Это, конечно, авторский кинематограф, на всех фильмах Висконти — печать художественной индивидуальности режиссера.
Сам термин «неореализм» стали применять именно после появления фильма Висконти «Наваждение» (1942 г.). Зритель нашей страны, воспитанный на гуманистических традициях русской литературы, не мог остаться равнодушным к памятникам итальянского неореализма. Сочувственное изображение жизни «бедных людей», «маленького человека», призыв к нестяжательству, простота изобразительных средств — всё это привлекало сердца к неореалистам.
Висконти ценили в Советском Союзе как «художника социальной темы», и уже в 1965 году в Москве вышла о нем монография.
В 60-е годы культурная: ситуация в Италии стала меняться. Изменилась панорама итальянского кино. Режиссер Карло Лидзани в середине 70-х писал:
«Если смотреть на неореализм с высоты сегодняшнего дня, он может не удовлетворить наблюдателя, может показаться слишком простоватым или слишком устаревшим. Однако характерный для неореализма интерес к социальной судьбе человека мог бы послужить сегодня стрелкой компаса, указывающей выход из лабиринта самоубийственных и ностальгических настроений, которые обуревают западный мир».
Как замечалось, большинство фильмов Висконти представляют собой экранизации литературных произведений.
Из русских писателей Висконти больше всего любил Достоевского и Чехова.
Советские зрители любили фильм «Рокко и его братья» (1960 г.).
В отношениях главных действующих лиц — Рокко, проститутки Нади, Симоне угадывается любовный треугольник романа «Идиот» — князь Мышкин, Настасья Филипповна, Рогожин. Повороты сюжета картины пересекаются с сюжетными линиями «Идиота».
В «Гибели богов» нас интересует линия «Бесов». Вообще же фильм пронизан литературными ассоциациями. Критики называли «Макбет» Шекспира, «Будденброков» Томаса Манна. Очевидна отсылка и к опере Вагнера «Гибель богов».

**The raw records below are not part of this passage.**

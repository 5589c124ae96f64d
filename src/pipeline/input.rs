//! Input loading: read an OCR Markdown file as UTF-8 text.
//!
//! The only fatal condition on the input side is a file that cannot be read
//! as text. Everything inside the text, however malformed, is handled by the
//! parser's degrade-to-paragraph rule.

use crate::error::Md2DocxError;
use std::io::ErrorKind;
use std::path::{Path, PathBuf};
use tracing::debug;

/// File names that are never OCR output and are skipped by batch callers.
pub const DOCUMENTATION_FILES: [&str; 4] =
    ["readme.md", "changelog.md", "contributing.md", "license.md"];

/// A loaded Markdown input.
#[derive(Debug, Clone)]
pub struct MarkdownInput {
    pub path: PathBuf,
    /// Directory image references are resolved against.
    pub base_dir: PathBuf,
    pub text: String,
}

/// Read `path` as UTF-8 Markdown.
pub fn read_markdown(path: impl AsRef<Path>) -> Result<MarkdownInput, Md2DocxError> {
    let path = path.as_ref().to_path_buf();

    let bytes = std::fs::read(&path).map_err(|e| {
        let reason = match e.kind() {
            ErrorKind::NotFound => "file not found".to_string(),
            ErrorKind::PermissionDenied => format!("permission denied (try: chmod +r {path:?})"),
            _ => e.to_string(),
        };
        Md2DocxError::UnreadableInput {
            path: path.clone(),
            reason,
        }
    })?;

    let text = String::from_utf8(bytes).map_err(|e| Md2DocxError::UnreadableInput {
        path: path.clone(),
        reason: format!("not valid UTF-8 text ({e})"),
    })?;

    let base_dir = path
        .parent()
        .map(Path::to_path_buf)
        .unwrap_or_else(|| PathBuf::from("."));

    debug!("Read {} bytes of Markdown from {}", text.len(), path.display());
    Ok(MarkdownInput {
        path,
        base_dir,
        text,
    })
}

/// Whether a path names a project documentation file rather than OCR output.
pub fn is_documentation_file(path: &Path) -> bool {
    path.file_name()
        .and_then(|n| n.to_str())
        .map(|n| DOCUMENTATION_FILES.contains(&n.to_ascii_lowercase().as_str()))
        .unwrap_or(false)
}

/// Whether a path has a `.md` extension (case-insensitive).
pub fn is_markdown_file(path: &Path) -> bool {
    path.extension()
        .and_then(|e| e.to_str())
        .map(|e| e.eq_ignore_ascii_case("md"))
        .unwrap_or(false)
}

/// Document title derived from a file stem: `my_paper-v2` → `My Paper V2`.
pub fn title_from_path(path: &Path) -> String {
    let stem = path
        .file_stem()
        .and_then(|s| s.to_str())
        .unwrap_or("Document");
    stem.replace(['_', '-'], " ")
        .split_whitespace()
        .map(|w| {
            let mut chars = w.chars();
            match chars.next() {
                Some(first) => first.to_uppercase().chain(chars.flat_map(char::to_lowercase)).collect(),
                None => String::new(),
            }
        })
        .collect::<Vec<String>>()
        .join(" ")
}

#[cfg(test)]
mod tests {
    use super::*;
    use std::io::Write;

    #[test]
    fn reads_utf8_file() {
        let dir = tempfile::tempdir().unwrap();
        let p = dir.path().join("doc.md");
        std::fs::write(&p, "# Title\n").unwrap();
        let input = read_markdown(&p).unwrap();
        assert_eq!(input.text, "# Title\n");
        assert_eq!(input.base_dir, dir.path());
    }

    #[test]
    fn missing_file_is_unreadable() {
        let err = read_markdown("/definitely/not/here.md").unwrap_err();
        assert!(matches!(err, Md2DocxError::UnreadableInput { .. }));
        assert!(err.to_string().contains("not found"));
    }

    #[test]
    fn invalid_utf8_is_unreadable() {
        let mut f = tempfile::NamedTempFile::new().unwrap();
        f.write_all(&[0xff, 0xfe, 0x00, 0x80]).unwrap();
        let err = read_markdown(f.path()).unwrap_err();
        assert!(err.to_string().contains("UTF-8"));
    }

    #[test]
    fn documentation_and_extension_checks() {
        assert!(is_documentation_file(Path::new("docs/README.md")));
        assert!(!is_documentation_file(Path::new("paper.md")));
        assert!(is_markdown_file(Path::new("paper.MD")));
        assert!(!is_markdown_file(Path::new("paper.docx")));
    }

    #[test]
    fn title_is_title_cased() {
        assert_eq!(title_from_path(Path::new("/x/my_paper-FINAL.md")), "My Paper Final");
    }
}
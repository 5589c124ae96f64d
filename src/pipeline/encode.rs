//! Image encoding: image file on disk → base64 `ImageData` for the VLM.
//!
//! Images referenced from OCR Markdown are already PNG/JPEG/GIF files, so
//! the bytes are sent unchanged with a MIME type derived from the content.
//! `detail: "high"` keeps chart labels and small print legible to the model.

use base64::{engine::general_purpose::STANDARD, Engine as _};
use edgequake_llm::ImageData;
use image::ImageFormat;
use std::path::Path;
use tracing::debug;

/// MIME type for an image, guessed from its bytes, then its extension.
pub fn mime_type(path: &Path, bytes: &[u8]) -> &'static str {
    let format = image::guess_format(bytes)
        .ok()
        .or_else(|| ImageFormat::from_path(path).ok());
    match format {
        Some(ImageFormat::Jpeg) => "image/jpeg",
        Some(ImageFormat::Gif) => "image/gif",
        _ => "image/png",
    }
}

/// Read an image file and wrap it as a base64 attachment.
pub fn encode_image_file(path: &Path) -> std::io::Result<ImageData> {
    let bytes = std::fs::read(path)?;
    let mime = mime_type(path, &bytes);
    let b64 = STANDARD.encode(&bytes);
    debug!("Encoded {} → {} bytes base64 ({})", path.display(), b64.len(), mime);

    Ok(ImageData::new(b64, mime).with_detail("high"))
}
use super::builder::ProcessBuilder;
use super::config::ProcessConfig;
use super::error::ProcessError;
use super::exec_buffer::{ExecBuffer, ExecBufferFactory};
use super::messages::{parse_messages, Messages};
use super::portable::PortableId;
use super::traits::{ExecutionHandle, HandleFactory};
use super::types::{CommandArgument, CommandSet, InputPosition, Insertion, Operation};
use crate::metrics::{COMMANDS_COMBINED, OUTPUTS_REMOVED};

/// Token introducing each input path.
pub const INPUT_MARKER: &str = "-i";

#[derive(Debug, Clone, Copy, PartialEq, Eq)]
enum CombineState {
    NotBuilt,
    Built,
}

/// A multi-input, multi-output ffmpeg invocation.
///
/// Inputs, outputs and commands are configured first. The first call that
/// needs the final command line ([`combine`](Self::combine),
/// [`command_string`](Self::command_string),
/// [`execution_handle`](Self::execution_handle), [`execute`](Self::execute))
/// freezes that configuration into one token sequence:
///
/// 1. pre-input commands
/// 2. `-i <path>` for every input
/// 3. for each output index from 0 through the current one: that index's
///    commands, then the global arguments, then the output path
/// 4. post-output commands
///
/// Global arguments are whatever was added with
/// [`add_global_argument`](Self::add_global_argument) and are repeated in
/// every output block.
///
/// # Example
///
/// ```no_run
/// use vidkit_core::process::{CommandArgument, FfmpegProcess};
///
/// # fn example() -> Result<(), vidkit_core::process::ProcessError> {
/// let mut process = FfmpegProcess::new("ffmpeg");
/// process
///     .add_input("in.mkv")
///     .add_command("-c:v", "libx264".into(), false)
///     .set_output_path("out.mp4")
///     .set_output_index(1)
///     .add_command("-vn", CommandArgument::Flag, false)
///     .set_output_path("audio.m4a");
///
/// process.execute()?;
/// if process.has_error(true)? {
///     eprintln!("{:?}", process.last_line()?);
/// }
/// # Ok(())
/// # }
/// ```
#[derive(Debug)]
pub struct FfmpegProcess {
    id: Uuid,
    builder: ProcessBuilder,
    factory: Arc<dyn HandleFactory>,
    pre_input_commands: CommandSet,
    inputs: BTreeMap<usize, String>,
    output_index: usize,
    post_input_commands: BTreeMap<usize, CommandSet>,
    outputs: BTreeMap<usize, String>,
    post_output_commands: CommandSet,
    state: CombineState,
    handle: Option<Box<dyn ExecutionHandle>>,
}
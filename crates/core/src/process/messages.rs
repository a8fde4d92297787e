//! Extraction of `[tag @ address] text` diagnostics from tool output.

use once_cell::sync::Lazy;
use regex_lite::Regex;
use serde::ser::{Serialize, SerializeMap, Serializer};

static MESSAGE_LINE: Lazy<Regex> = Lazy::new(|| {
    Regex::new(r"\[([a-zA-Z0-9]+) @ (0x[a-z0-9]+)\] (.*)").expect("message pattern is valid")
});

/// Messages emitted by one component instance.
#[derive(Debug, Clone, PartialEq, Eq)]
pub struct MessageInstance {
    pub address: String,
    pub lines: Vec<String>,
}

/// Messages grouped by the emitting component tag.
#[derive(Debug, Clone, PartialEq, Eq)]
pub struct MessageSource {
    pub tag: String,
    pub instances: Vec<MessageInstance>,
}

/// Diagnostics keyed by tag, then address, in first-encountered order.
#[derive(Debug, Clone, Default, PartialEq, Eq)]
pub struct Messages {
    sources: Vec<MessageSource>,
}

impl Messages {
    /// Whether no diagnostics were found.
    pub fn is_empty(&self) -> bool {
        self.sources.is_empty()
    }

    /// Number of distinct tags.
    pub fn len(&self) -> usize {
        self.sources.len()
    }

    /// Tags in first-encountered order.
    pub fn tags(&self) -> impl Iterator<Item = &str> {
        self.sources.iter().map(|s| s.tag.as_str())
    }

    /// Addresses seen for `tag`, in first-encountered order.
    pub fn addresses(&self, tag: &str) -> Vec<&str> {
        self.source(tag)
            .map(|s| s.instances.iter().map(|i| i.address.as_str()).collect())
            .unwrap_or_default()
    }

    /// Messages for one tag/address pair.
    pub fn get(&self, tag: &str, address: &str) -> Option<&[String]> {
        self.source(tag)?
            .instances
            .iter()
            .find(|i| i.address == address)
            .map(|i| i.lines.as_slice())
    }

    /// Every `(tag, address, lines)` triple.
    pub fn iter(&self) -> impl Iterator<Item = (&str, &str, &[String])> {
        self.sources.iter().flat_map(|source| {
            source
                .instances
                .iter()
                .map(move |i| (source.tag.as_str(), i.address.as_str(), i.lines.as_slice()))
        })
    }

    fn source(&self, tag: &str) -> Option<&MessageSource> {
        self.sources.iter().find(|s| s.tag == tag)
    }

    fn push(&mut self, tag: &str, address: &str, line: String) {
        let source = match self.sources.iter().position(|s| s.tag == tag) {
            Some(idx) => &mut self.sources[idx],
            None => {
                self.sources.push(MessageSource {
                    tag: tag.to_string(),
                    instances: Vec::new(),
                });
                let last = self.sources.len() - 1;
                &mut self.sources[last]
            }
        };

        match source.instances.iter_mut().find(|i| i.address == address) {
            Some(instance) => instance.lines.push(line),
            None => source.instances.push(MessageInstance {
                address: address.to_string(),
                lines: vec![line],
            }),
        }
    }
}

impl Serialize for Messages {
    fn serialize<S: Serializer>(&self, serializer: S) -> Result<S::Ok, S::Error> {
        struct Instances<'a>(&'a [MessageInstance]);

        impl Serialize for Instances<'_> {
            fn serialize<S: Serializer>(&self, serializer: S) -> Result<S::Ok, S::Error> {
                let mut map = serializer.serialize_map(Some(self.0.len()))?;
                for instance in self.0 {
                    map.serialize_entry(&instance.address, &instance.lines)?;
                }
                map.end()
            }
        }

        let mut map = serializer.serialize_map(Some(self.sources.len()))?;
        for source in &self.sources {
            map.serialize_entry(&source.tag, &Instances(&source.instances))?;
        }
        map.end()
    }
}

/// Scans tool output for component diagnostics.
///
/// Repeated tag/address pairs accumulate. Text without any match yields an
/// empty result.
pub fn parse_messages(text: &str) -> Messages {
    let mut messages = Messages::default();
    for caps in MESSAGE_LINE.captures_iter(text) {
        let (Some(tag), Some(address), Some(line)) = (caps.get(1), caps.get(2), caps.get(3))
        else {
            continue;
        };
        let line = line.as_str().trim_end_matches('\r').to_string();
        messages.push(tag.as_str(), address.as_str(), line);
    }
    messages
}
//! File-backed execution handle.
//!
//! The tool runs in a subshell under `sh -c` with stdout and stderr
//! redirected into a storage file. After the tool exits, the shell appends a
//! marker line `[<boundary>:<exit code>]`, which lets any process that knows
//! the storage location and boundary decide completion without owning the
//! child.

use chrono::{DateTime, Utc};
use std::fs::{self, OpenOptions};
use std::path::{Path, PathBuf};
use std::process::{Child, Command, Stdio};
use std::sync::{Arc, Mutex, MutexGuard, PoisonError};
use std::thread;
use std::time::Duration;
use tracing::{debug, info, warn};
use uuid::Uuid;

use super::error::ProcessError;
use super::portable::PortableId;
use super::traits::{ExecutionHandle, HandleFactory};
use crate::metrics::{PROCESSES_FINISHED, PROCESSES_STARTED, PROCESS_DURATION};

/// File name prefix of every storage file.
pub const STORAGE_PREFIX: &str = "vidkit_";

const SHELL: &str = "sh";

/// Interval between marker checks while blocking on an attached handle.
const POLL_INTERVAL: Duration = Duration::from_millis(50);

#[derive(Debug, Default)]
struct RunState {
    child: Option<Child>,
    started_at: Option<DateTime<Utc>>,
    finished_at: Option<DateTime<Utc>>,
    exit_code: Option<i32>,
}

/// Execution handle that captures tool output in a temp file.
#[derive(Debug)]
pub struct ExecBuffer {
    command: String,
    storage: PathBuf,
    boundary: String,
    blocking: bool,
    garbage_collection: bool,
    state: Mutex<RunState>,
}

impl ExecBuffer {
    /// Creates a handle for `command` with a fresh storage file in `storage_dir`.
    ///
    /// The handle starts in blocking mode with garbage collection enabled.
    pub fn new(command: impl Into<String>, storage_dir: &Path) -> Result<Self, ProcessError> {
        fs::create_dir_all(storage_dir)?;
        let file = tempfile::Builder::new()
            .prefix(STORAGE_PREFIX)
            .tempfile_in(storage_dir)?;
        let (_, storage) = file.keep().map_err(|e| e.error)?;

        let buffer = Self {
            command: command.into(),
            storage,
            boundary: Uuid::new_v4().simple().to_string(),
            blocking: true,
            garbage_collection: true,
            state: Mutex::new(RunState::default()),
        };
        debug!(storage = %buffer.storage.display(), "Created exec buffer");
        Ok(buffer)
    }

    /// Re-attaches to the storage of a process started by another invocation.
    ///
    /// The returned handle is non-blocking, never removes the storage on drop
    /// and cannot be executed again. Its command is unknown and reported empty.
    pub fn attach(id: &PortableId, storage_dir: &Path) -> Result<Self, ProcessError> {
        let storage = id.storage_path(storage_dir);
        if !storage.is_file() {
            return Err(ProcessError::StorageNotFound { path: storage });
        }

        let state = RunState {
            started_at: Some(id.created_at()),
            ..RunState::default()
        };
        debug!(storage = %storage.display(), "Attached to exec buffer");
        Ok(Self {
            command: String::new(),
            storage,
            boundary: id.boundary().to_string(),
            blocking: false,
            garbage_collection: false,
            state: Mutex::new(state),
        })
    }

    fn lock(&self) -> MutexGuard<'_, RunState> {
        self.state.lock().unwrap_or_else(PoisonError::into_inner)
    }

    /// Locks the run state after folding in any completion observed since the last query.
    fn refreshed(&self) -> MutexGuard<'_, RunState> {
        let mut state = self.lock();
        if state.finished_at.is_some() || state.started_at.is_none() {
            return state;
        }

        let mut exited_code = None;
        if let Some(child) = state.child.as_mut() {
            match child.try_wait() {
                Ok(Some(status)) => exited_code = Some(status.code()),
                Ok(None) => return state,
                Err(e) => {
                    warn!(storage = %self.storage.display(), "Failed to poll child: {}", e);
                    return state;
                }
            }
        }

        let code = match (marker_code(&self.read_storage(), &self.boundary), exited_code) {
            (Some(code), _) => Some(code),
            // The shell went away without writing the marker.
            (None, Some(status_code)) => status_code,
            (None, None) => return state,
        };

        state.child = None;
        state.exit_code = code;
        state.finished_at = Some(Utc::now());
        self.record_finish(&state);
        state
    }

    fn record_finish(&self, state: &RunState) {
        let result = if state.exit_code == Some(0) {
            "success"
        } else {
            "error"
        };
        PROCESSES_FINISHED.with_label_values(&[result]).inc();
        if let Some(elapsed) = elapsed(state) {
            PROCESS_DURATION
                .with_label_values(&[result])
                .observe(elapsed.as_secs_f64());
        }
        info!(
            storage = %self.storage.display(),
            exit_code = ?state.exit_code,
            "Process finished"
        );
    }

    fn read_storage(&self) -> String {
        match fs::read(&self.storage) {
            Ok(bytes) => String::from_utf8_lossy(&bytes).into_owned(),
            Err(e) => {
                debug!(storage = %self.storage.display(), "Failed to read storage: {}", e);
                String::new()
            }
        }
    }

    fn spawn(&self) -> Result<Child, ProcessError> {
        let executed = self.executed_command();
        let stdout = OpenOptions::new().append(true).open(&self.storage)?;
        let stderr = stdout.try_clone()?;
        Command::new(SHELL)
            .arg("-c")
            .arg(&executed)
            .stdin(Stdio::null())
            .stdout(stdout)
            .stderr(stderr)
            .spawn()
            .map_err(|source| ProcessError::Spawn {
                command: executed,
                source,
            })
    }

    fn marker_prefix(&self) -> String {
        format!("\n[{}:", self.boundary)
    }
}

impl ExecutionHandle for ExecBuffer {
    fn identity(&self) -> String {
        format!("exec-buffer {}", self.storage.display())
    }

    fn set_blocking(&mut self, blocking: bool) {
        self.blocking = blocking;
    }

    fn blocking(&self) -> bool {
        self.blocking
    }

    fn execute(&mut self) -> Result<(), ProcessError> {
        let mut state = self.lock();
        if state.started_at.is_some() {
            debug!(storage = %self.storage.display(), "Process already started");
        } else {
            let child = self.spawn()?;
            let mode = if self.blocking {
                "blocking"
            } else {
                "non_blocking"
            };
            PROCESSES_STARTED.with_label_values(&[mode]).inc();
            info!(command = %self.command, mode, "Process started");
            state.started_at = Some(Utc::now());
            state.child = Some(child);
        }

        if !self.blocking {
            drop(state);
            drop(self.refreshed());
            return Ok(());
        }

        if let Some(child) = state.child.as_mut() {
            child.wait()?;
        }
        drop(state);

        // Attached handles own no child; the marker is the only completion signal.
        loop {
            if self.refreshed().finished_at.is_some() {
                return Ok(());
            }
            if !self.storage.is_file() {
                return Err(ProcessError::StorageNotFound {
                    path: self.storage.clone(),
                });
            }
            thread::sleep(POLL_INTERVAL);
        }
    }

    fn run_time(&self) -> Option<Duration> {
        elapsed(&self.refreshed())
    }

    fn command(&self) -> String {
        self.command.clone()
    }

    fn executed_command(&self) -> String {
        format!(
            "( {} ) ; printf '\\n[%s:%s]\\n' '{}' \"$?\"",
            self.command, self.boundary
        )
    }

    fn buffer(&self) -> String {
        let mut raw = self.read_storage();
        if let Some(pos) = raw.find(&self.marker_prefix()) {
            raw.truncate(pos);
        }
        raw
    }

    fn raw_buffer(&self) -> String {
        self.read_storage()
    }

    fn last_line(&self) -> Option<String> {
        last_line_of(&self.buffer())
    }

    fn last_split(&self) -> Option<String> {
        last_split_of(&self.buffer())
    }

    fn error_code(&self) -> Option<i32> {
        self.refreshed().exit_code
    }

    fn has_error(&self) -> bool {
        let state = self.refreshed();
        state.finished_at.is_some() && state.exit_code != Some(0)
    }

    fn is_completed(&self) -> bool {
        self.refreshed().finished_at.is_some()
    }

    fn buffer_output(&self) -> PathBuf {
        self.storage.clone()
    }

    fn boundary(&self) -> String {
        self.boundary.clone()
    }

    fn set_garbage_collection(&mut self, enabled: bool) {
        self.garbage_collection = enabled;
    }
}

impl Drop for ExecBuffer {
    fn drop(&mut self) {
        if !self.garbage_collection {
            return;
        }
        match fs::remove_file(&self.storage) {
            Ok(()) => debug!(storage = %self.storage.display(), "Removed exec buffer storage"),
            Err(e) => debug!(
                storage = %self.storage.display(),
                "Failed to remove exec buffer storage: {}", e
            ),
        }
    }
}

/// Creates [`ExecBuffer`] handles in a fixed storage directory.
#[derive(Debug, Clone)]
pub struct ExecBufferFactory {
    storage_dir: Arc<PathBuf>,
}

impl ExecBufferFactory {
    /// Creates a factory writing storage files to `storage_dir`.
    pub fn new(storage_dir: impl Into<PathBuf>) -> Self {
        Self {
            storage_dir: Arc::new(storage_dir.into()),
        }
    }

    /// Directory that receives storage files.
    pub fn storage_dir(&self) -> &Path {
        &self.storage_dir
    }
}

impl HandleFactory for ExecBufferFactory {
    fn create(&self, command: String) -> Result<Box<dyn ExecutionHandle>, ProcessError> {
        Ok(Box::new(ExecBuffer::new(command, &self.storage_dir)?))
    }
}

fn elapsed(state: &RunState) -> Option<Duration> {
    let started = state.started_at?;
    let end = state.finished_at.unwrap_or_else(Utc::now);
    (end - started).to_std().ok()
}

/// Exit code recorded by the boundary marker, if the marker has been written.
fn marker_code(raw: &str, boundary: &str) -> Option<i32> {
    let prefix = format!("\n[{}:", boundary);
    let start = raw.find(&prefix)? + prefix.len();
    let rest = &raw[start..];
    let end = rest.find(']')?;
    rest[..end].trim().parse().ok()
}

pub(crate) fn last_line_of(buffer: &str) -> Option<String> {
    buffer
        .lines()
        .map(|line| line.trim_end_matches('\r'))
        .filter(|line| !line.trim().is_empty())
        .last()
        .map(str::to_string)
}

pub(crate) fn last_split_of(buffer: &str) -> Option<String> {
    buffer
        .split(['\r', '\n'])
        .filter(|segment| !segment.trim().is_empty())
        .last()
        .map(str::to_string)
}

#[cfg(test)]
mod tests {
    use super::*;
    use tempfile::TempDir;

    #[test]
    fn test_marker_code_parsing() {
        assert_eq!(marker_code("out\n[abc:0]\n", "abc"), Some(0));
        assert_eq!(marker_code("\n[abc:137]\n", "abc"), Some(137));
        assert_eq!(marker_code("out\n[other:1]\n", "abc"), None);
        assert_eq!(marker_code("out\n[abc:", "abc"), None);
    }

    #[test]
    fn test_last_line_and_split() {
        let buffer = "Input #0\nframe=  1 fps=0\rframe=  2 fps=0\r\n\n";
        assert_eq!(last_line_of(buffer).as_deref(), Some("frame=  1 fps=0\rframe=  2 fps=0"));
        assert_eq!(last_split_of(buffer).as_deref(), Some("frame=  2 fps=0"));
        assert_eq!(last_line_of(""), None);
        assert_eq!(last_split_of("\r\n"), None);
    }

    #[test]
    fn test_new_buffer_creates_prefixed_storage() {
        let dir = TempDir::new().unwrap();
        let buffer = ExecBuffer::new("echo hi", dir.path()).unwrap();

        let name = buffer.buffer_output();
        let file_name = name.file_name().unwrap().to_string_lossy().to_string();
        assert!(file_name.starts_with(STORAGE_PREFIX));
        assert!(name.is_file());
        assert!(buffer.blocking());
        assert!(!buffer.is_completed());
        assert_eq!(buffer.run_time(), None);
    }

    #[test]
    fn test_drop_removes_storage_only_with_garbage_collection() {
        let dir = TempDir::new().unwrap();

        let collected = ExecBuffer::new("true", dir.path()).unwrap();
        let collected_path = collected.buffer_output();
        drop(collected);
        assert!(!collected_path.exists());

        let mut kept = ExecBuffer::new("true", dir.path()).unwrap();
        kept.set_garbage_collection(false);
        let kept_path = kept.buffer_output();
        drop(kept);
        assert!(kept_path.exists());
    }

    #[test]
    fn test_blocking_execute_captures_output_and_exit_code() {
        let dir = TempDir::new().unwrap();
        let mut buffer = ExecBuffer::new("echo hello; echo oops >&2; exit 3", dir.path()).unwrap();
        buffer.execute().unwrap();

        assert!(buffer.is_completed());
        assert_eq!(buffer.error_code(), Some(3));
        assert!(buffer.has_error());
        assert_eq!(buffer.buffer(), "hello\noops\n");
        assert!(buffer.raw_buffer().contains(&format!("[{}:3]", buffer.boundary())));
        assert_eq!(buffer.last_line().as_deref(), Some("oops"));
        assert!(buffer.run_time().is_some());
    }

    #[test]
    fn test_successful_execute_has_no_error() {
        let dir = TempDir::new().unwrap();
        let mut buffer = ExecBuffer::new("printf done", dir.path()).unwrap();
        buffer.execute().unwrap();

        assert_eq!(buffer.error_code(), Some(0));
        assert!(!buffer.has_error());
        assert_eq!(buffer.buffer(), "done");
    }

    #[test]
    fn test_second_execute_is_a_no_op() {
        let dir = TempDir::new().unwrap();
        let mut buffer = ExecBuffer::new("echo once", dir.path()).unwrap();
        buffer.execute().unwrap();
        buffer.execute().unwrap();
        assert_eq!(buffer.buffer(), "once\n");
    }

    #[test]
    fn test_blocking_execute_after_non_blocking_start_waits() {
        let dir = TempDir::new().unwrap();
        let mut buffer = ExecBuffer::new("sleep 0.2; exit 4", dir.path()).unwrap();
        buffer.set_blocking(false);
        buffer.execute().unwrap();
        assert!(!buffer.is_completed());

        buffer.set_blocking(true);
        buffer.execute().unwrap();
        assert!(buffer.is_completed());
        assert_eq!(buffer.error_code(), Some(4));
    }

    #[test]
    fn test_factory_creates_storage_in_its_directory() {
        let dir = TempDir::new().unwrap();
        let factory = ExecBufferFactory::new(dir.path());
        assert_eq!(factory.storage_dir(), dir.path());

        let handle = factory.create("true".to_string()).unwrap();
        let storage = handle.buffer_output();
        assert!(storage.starts_with(factory.storage_dir()));
        assert!(storage.is_file());
    }
}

Сам Висконти так говорил о фильме:
«Вообще в моих фильмах почти всегда можно найти литературные реминисценции. Так, например, историю Мартина и Лизы, когда он совращает девочку, а потом признается в этом и в том, что был причиной ее самоубийства, я снимал под впечатлением исповеди Ставрогина в „Бесах“ Достоевского».
Параллели между Ставрогиным и Мартином очевидны. Петр Верховенский как прообраз Ашенбаха — «злого гения» немецкого семейства — замечен критикой.
Когда к Достоевскому обратились с просьбой о разрешении на инсценировку его романа, он отвечал так:
«…Эпическая форма никогда не найдет себе соответствия в драматической. <…> Для разных форм искусства существуют и соответственные им ряды поэтических мыслей…».
И добавил, показав себя необычайно проницательным искусствоведом, как бы предвидя висконтиевские киноинтерпретации:
«Другое дело, если Вы как можно более переделаете и измените роман, сохранив от него лишь один какой-нибудь эпизод, для переработки в драму, или, взяв первоначальную мысль, совершенно измените сюжет».